Share

Why We Resent Insurance—And Why We Still Need It

Published Date: 05/07/2024

When it comes to money, few topics trigger more frustration than insurance. We don’t like paying for it, we don’t like being told we have to buy it, and we certainly don’t like watching premiums rise year after year.



Yet when disaster strikes—a car crash, a house fire, or a medical emergency—insurance becomes the one thing standing between financial stability and financial ruin.


So why do we resent something that protects us? And how can we shift that frustration into smarter financial thinking?


Insurance expert Karl Susman, host of The Insurance Hour, tackles this emotional conflict directly, explaining why our resentment toward mandatory coverage is both understandable—and often misplaced.


The Psychology of Being “Forced”

At the heart of insurance resentment is a simple human emotion: nobody likes being forced to do anything.


“Being forced to do something is probably on my top ten list of least favorite things,” Susman says. “It doesn’t matter if it’s good for me—I don’t want it forced on me.”


Yet much of modern life involves mandatory insurance:


  • Homeowners insurance is required if you have a mortgage.
  • Auto insurance is required by law to drive.
  • Health insurance, while not always legally required, is financially unavoidable for most people.

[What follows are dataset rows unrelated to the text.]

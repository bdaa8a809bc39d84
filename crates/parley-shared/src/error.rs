use thiserror::Error;

#[derive(Error, Debug)]
pub enum ProtocolError {
    #[error("Invalid channel name: {0}")]
    InvalidChannel(String),

    #[error("Unknown {kind}: {value}")]
    UnknownVariant { kind: &'static str, value: String },

    #[error("Serialization error: {0}")]
    Serialization(#[from] serde_json::Error),
}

These requirements exist to prevent financial chaos for individuals, lenders, and society. But psychologically, the loss of choice triggers resistance. We associate freedom with autonomy—so when autonomy disappears, even smart decisions feel imposed.


Insurance as a Condition of Borrowing

Buying a home is one of the clearest examples of how insurance becomes “mandatory.”


When a lender loans you hundreds of thousands of dollars, they want their collateral—your house—protected. If the home burns down without insurance, their investment is lost. So fire insurance is required for as long as the mortgage exists.


From the homeowner’s perspective, it feels like coercion. From the lender’s perspective, it’s basic financial prudence.


The same rule applies to car loans. Until the vehicle is paid off, the bank technically owns it. If it’s totaled, they still expect repayment. That’s why lenders require comprehensive and collision coverage and may even dictate deductible limits.


It isn’t personal. It’s structural. Insurance is simply the cost of borrowing large sums of money.


Health Insurance: A Soft Mandate With Hard Consequences

Health insurance is often viewed as optional—until you actually need medical care.


“If you get sick or injured, you can go to the hospital—insured or not,” Susman points out. “But that bill? You’ll still have to pay it.”


Without insurance, medical costs can quickly hit bankruptcy-level numbers. A single hospital stay, surgery, or major diagnosis can create six-figure debt, especially for uninsured patients who lack access to negotiated rates.


Even when insurance isn’t legally required, the financial pressure makes it a practical necessity. You either pay predictable premiums or risk catastrophic, unpredictable costs later.


Earthquake and Flood Insurance: Optional Until It Isn’t

Some of the most dangerous gaps in protection come from optional insurance.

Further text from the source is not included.